When drilling in mature reservoirs, conventional formation evaluation is not enough. Characterizing these formations properly becomes essential in ensuring longer and sustainable oil producing boreholes. Understanding the geological complexities, permeability drivers and pressure potential is important since they control fluid flow. This work presents the first ever case study from the Abu Dhabi Carbonates where an innovative multi-measurement borehole imager was deployed, providing a comprehensive and integrated formation evaluation not used before in the industry.

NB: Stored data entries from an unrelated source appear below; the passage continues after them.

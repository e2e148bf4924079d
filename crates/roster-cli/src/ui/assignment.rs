//! Assignment screen: unassigned volunteers on the left, assigned on the right.

use ratatui::{
  Frame,
  layout::{Constraint, Direction, Layout, Rect},
  style::{Color, Style},
  text::{Line, Span},
  widgets::{Block, Borders, List, ListItem, ListState, Paragraph},
};

use crate::app::{App, Pane};

use super::cursor_style;

/// Render both panes into `area`.
pub fn draw(f: &mut Frame, area: Rect, app: &App) {
  let cols = Layout::default()
    .direction(Direction::Horizontal)
    .constraints([Constraint::Percentage(45), Constraint::Percentage(55)])
    .split(area);

  draw_unassigned(f, cols[0], app);
  draw_assigned(f, cols[1], app);
}

fn pane_block(title: String, focused: bool) -> Block<'static> {
  let border = if focused { Color::Cyan } else { Color::DarkGray };
  Block::default()
    .title(title)
    .borders(Borders::ALL)
    .border_style(Style::default().fg(border))
}

// ─── Unassigned ───────────────────────────────────────────────────────────────

fn draw_unassigned(f: &mut Frame, area: Rect, app: &App) {
  let filtered = app.filtered_unassigned();
  let total = app.partition.as_ref().map_or(0, |p| p.unassigned.len());
  let focused = app.pane == Pane::Unassigned;

  let title = if app.filter_active || !app.filter.is_empty() {
    format!(" Unassigned ({}/{total}) · {} checked ", filtered.len(), app.selection.len())
  } else {
    format!(" Unassigned ({total}) · {} checked ", app.selection.len())
  };
  let block = pane_block(title, focused);

  let items: Vec<ListItem> = filtered
    .iter()
    .map(|v| {
      let check = if app.selection.contains(v.volunteer_id) { "[x] " } else { "[ ] " };
      let mut spans = vec![Span::raw(check), Span::raw(v.name.clone())];
      if !v.kendra.is_empty() {
        spans.push(Span::styled(
          format!("  {}", v.kendra),
          Style::default().fg(Color::DarkGray),
        ));
      }
      if !v.skills.is_empty() {
        spans.push(Span::styled(
          format!("  {}", v.skills),
          Style::default().fg(Color::Green),
        ));
      }
      ListItem::new(Line::from(spans))
    })
    .collect();

  let mut inner = block.inner(area);
  f.render_widget(block, area);

  if (app.filter_active || !app.filter.is_empty()) && inner.height > 2 {
    let filter_area = Rect {
      x:      inner.x,
      y:      inner.y + inner.height - 1,
      width:  inner.width,
      height: 1,
    };
    inner.height = inner.height.saturating_sub(1);

    let filter_text = if app.filter_active {
      format!("/{}_", app.filter)
    } else {
      format!("/{}", app.filter)
    };
    f.render_widget(
      Paragraph::new(filter_text).style(Style::default().fg(Color::Yellow)),
      filter_area,
    );
  }

  let mut state = ListState::default();
  state.select((focused && !filtered.is_empty()).then_some(app.unassigned_cursor));

  f.render_stateful_widget(List::new(items).highlight_style(cursor_style()), inner, &mut state);
}

// ─── Assigned ─────────────────────────────────────────────────────────────────

fn draw_assigned(f: &mut Frame, area: Rect, app: &App) {
  let assigned = app.assigned();
  let focused = app.pane == Pane::Assigned;
  let orphaned = app.partition.as_ref().map_or(0, |p| p.orphaned.len());

  let title = if orphaned > 0 {
    format!(" Assigned ({}) · {orphaned} unknown ", assigned.len())
  } else {
    format!(" Assigned ({}) ", assigned.len())
  };
  let block = pane_block(title, focused);

  let items: Vec<ListItem> = assigned
    .iter()
    .map(|a| {
      let roles = if a.assigned_roles.is_empty() {
        "no roles".to_owned()
      } else {
        a.assigned_roles.join(", ")
      };
      ListItem::new(Line::from(vec![
        Span::raw(a.volunteer.name.clone()),
        Span::styled(
          format!("  {}", a.department_name),
          Style::default().fg(Color::Cyan),
        ),
        Span::styled(format!("  {roles}"), Style::default().fg(Color::DarkGray)),
        Span::styled(format!("  {}", a.status), Style::default().fg(Color::DarkGray)),
      ]))
    })
    .collect();

  let mut state = ListState::default();
  state.select((focused && !assigned.is_empty()).then_some(app.assigned_cursor));

  f.render_stateful_widget(
    List::new(items).block(block).highlight_style(cursor_style()),
    area,
    &mut state,
  );
}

A campaign of five extended reach wells was planned in one field offshore of Abu Dhabi. A 15-ft long borehole imager was added to the drilling bottom-hole assembly (BHA) to acquire apparent resistivity and ultrasonic images simultaneously to characterize the often not-observed geological features that control reservoir properties. These complementing images helped in characterizing vug distributions, bioturbation, faults and dissolution seams in addition to the bed boundaries. Around 13,000ft of lateral was logged while drilling, using this data in real time in oil-based mud to target the most permeable and thinnest layers for the first time in the middle east.
Core analysis had defined the 2ft thick most permeable layer of the reservoir where the lateral needed to be exposed for better production. Multi bed boundary detection for waterfront identification was integrated with mobility pretests points along with surface mud gas fluid sampling for Gas Oil Ratio (GOR) determination and the innovative dual imager. For the first time, acquiring a high resolution apparent resistivity image in real time in OBM, made the restriction of placing the lateral in a thin layer possible. Findings redefined the understanding of the geology and the drivers behind the fluid flow within this reservoir. With the new high definition ultrasonic image, vugs that tend to control the permeability in many facies were discovered. This led to the computation of a vug density curve derived from the images which characterized the key-intervals. Qualitative trends were validated with mobility estimated from independent LWD measurement, providing much-needed confidence in the new imaging technology. Completion was re-designed based on the new brought-in information. Sections were isolated based on the high-water saturation zones mapped with the multi bed boundary detection technology and higher gas oil ratio from surface fluid sampling. Completion was then optimized around high vug density/ mobility intervals.
This first-ever case study provides a plethora of new information for model update whether it be the geology or the reservoir model that was hitherto unavailable for some reservoirs where development wells were drilled with OBM. For challenging wells planned in highly constrained environments from structure, petrophysics and reservoir maturity aspects, this new technology cleverly combined with others, opened the door to boost production from otherwise, a highly matured reservoir.